Ирина, заглянув неурочно, в ужас пришла от вида дочки: бледная, под глазами синяки, совершенно разучилась улыбаться! И при этом какой-то прямо фанатизм в отношении бабушки. "Сгорит, погубит себя моя дочушка. И диплом не защитит!" - распереживалась Ирина, и осторожно спросила:

"А что твой муж? Мыть старушку, понятно, не для него, но обеспечить тебе несколько часов сна, может вполне! Или нет?" Лека пожала плечами: "Сергей согласился, чтобы баба Настя пожила у нас, но вообще-то это ведь моя бабуля. Так он сказал. А ещё, что брезглив и чувствителен к запахам.."

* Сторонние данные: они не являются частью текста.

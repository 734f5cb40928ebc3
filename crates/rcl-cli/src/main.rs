//! # rcl CLI entry point
//!
//! Parses command-line arguments and dispatches to subcommand handlers.
//! Connection settings come from flags or the `RCL_*` environment
//! variables also read by `RclConfig::from_env`.

use std::process::ExitCode;

use clap::{Parser, Subcommand};
use tracing_subscriber::EnvFilter;

use rcl_cli::decisions::{run_decisions, DecisionsArgs};
use rcl_cli::evaluate::{run_evaluate, run_health, EvaluateArgs};
use rcl_cli::policy::{run_policy, run_rules, PolicyArgs};
use rcl_cli::quickstart::{run_quickstart, QuickstartArgs};
use rcl_cli::report::{run_report, run_sensitivity, SensitivityArgs};
use rcl_cli::webhook::{run_webhook, WebhookArgs};
use rcl_client::config::{DEFAULT_BASE_URL, DEFAULT_TIMEOUT_MS};

/// Froddy RCL CLI
///
/// Shadow-mode risk control for automated payouts: evaluate events,
/// manage policy thresholds, and inspect the decision log.
#[derive(Parser, Debug)]
#[command(name = "rcl", version, about, long_about = None)]
struct Cli {
    /// Enable verbose output. Repeat for more verbosity (-v, -vv, -vvv).
    #[arg(short, long, action = clap::ArgAction::Count, global = true)]
    verbose: u8,

    /// RCL service base URL.
    #[arg(long, env = "RCL_BASE_URL", default_value = DEFAULT_BASE_URL, global = true)]
    base_url: String,

    /// Tenant API key, sent as X-API-Key.
    #[arg(long, env = "RCL_API_KEY", default_value = "", hide_env_values = true, global = true)]
    api_key: String,

    /// Request timeout in milliseconds.
    #[arg(long, env = "RCL_TIMEOUT_MS", default_value_t = DEFAULT_TIMEOUT_MS, global = true)]
    timeout_ms: u64,

    #[command(subcommand)]
    command: Commands,
}

#[derive(Subcommand, Debug)]
enum Commands {
    /// Check service liveness.
    Health,

    /// Evaluate one payout event (fail-open).
    Evaluate(EvaluateArgs),

    /// Read or replace policy thresholds.
    Policy(PolicyArgs),

    /// List active rules.
    Rules,

    /// Query, export, or summarize the decision log.
    Decisions(DecisionsArgs),

    /// Configure the alert webhook.
    Webhook(WebhookArgs),

    /// Print the pilot summary report.
    Report,

    /// What-if analysis for candidate thresholds.
    Sensitivity(SensitivityArgs),

    /// Run the onboarding walkthrough: health, evaluate, rules, decisions.
    Quickstart(QuickstartArgs),
}

#[tokio::main]
async fn main() -> ExitCode {
    let cli = Cli::parse();

    // Initialize tracing based on verbosity level. Logs go to stderr so
    // stdout stays machine-readable.
    let filter = match cli.verbose {
        0 => EnvFilter::new("warn"),
        1 => EnvFilter::new("info"),
        2 => EnvFilter::new("debug"),
        _ => EnvFilter::new("trace"),
    };

    tracing_subscriber::fmt()
        .with_env_filter(filter)
        .with_target(false)
        .with_writer(std::io::stderr)
        .init();

    tracing::debug!("rcl CLI v{} starting", env!("CARGO_PKG_VERSION"));

    let client = match rcl_cli::connect(&cli.base_url, &cli.api_key, cli.timeout_ms) {
        Ok(client) => client,
        Err(e) => {
            tracing::error!("{e:#}");
            return ExitCode::from(2);
        }
    };

    let stdout = std::io::stdout();
    let mut out = stdout.lock();

    let result = match &cli.command {
        Commands::Health => run_health(&client, &mut out).await,
        Commands::Evaluate(args) => run_evaluate(args, &client, &mut out).await,
        Commands::Policy(args) => run_policy(args, &client, &mut out).await,
        Commands::Rules => run_rules(&client, &mut out).await,
        Commands::Decisions(args) => run_decisions(args, &client, &mut out).await,
        Commands::Webhook(args) => run_webhook(args, &client, &mut out).await,
        Commands::Report => run_report(&client, &mut out).await,
        Commands::Sensitivity(args) => run_sensitivity(args, &client, &mut out).await,
        Commands::Quickstart(args) => run_quickstart(args, &client, &mut out).await,
    };

    match result {
        Ok(code) => ExitCode::from(code),
        Err(e) => {
            tracing::error!("{e:#}");
            ExitCode::from(1)
        }
    }
}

Мать усмехнулась: "А перед свадьбой говорил, что ответственный и серьезный." "Да. И обещал Луну достать. Я пока с этим не разобралась, мама,"- вяло отмахнулась Лека. Признаться, Ирина готовности ходить за свекровью, в себе тоже не обнаруживала. В конце концов, своя мать есть.

Её брала оторопь, когда дочь с будничным юмором рассказывала: "Вчера отвела бабулю в туалет по серьёзным делам. Она нужду справила, а встать не может, не говоря уже о том, чтобы самостоятельно подтереться. И моё имя у неё из головы вылетело. Сидит и кричит:"Эй, эй!" "И что?" "Что - смыла, подняла. Надела перчатку из латекса и подтёрла бумагой, а потом влажной салфеткой. "Я бы так не смогла,"- призналась Ирина.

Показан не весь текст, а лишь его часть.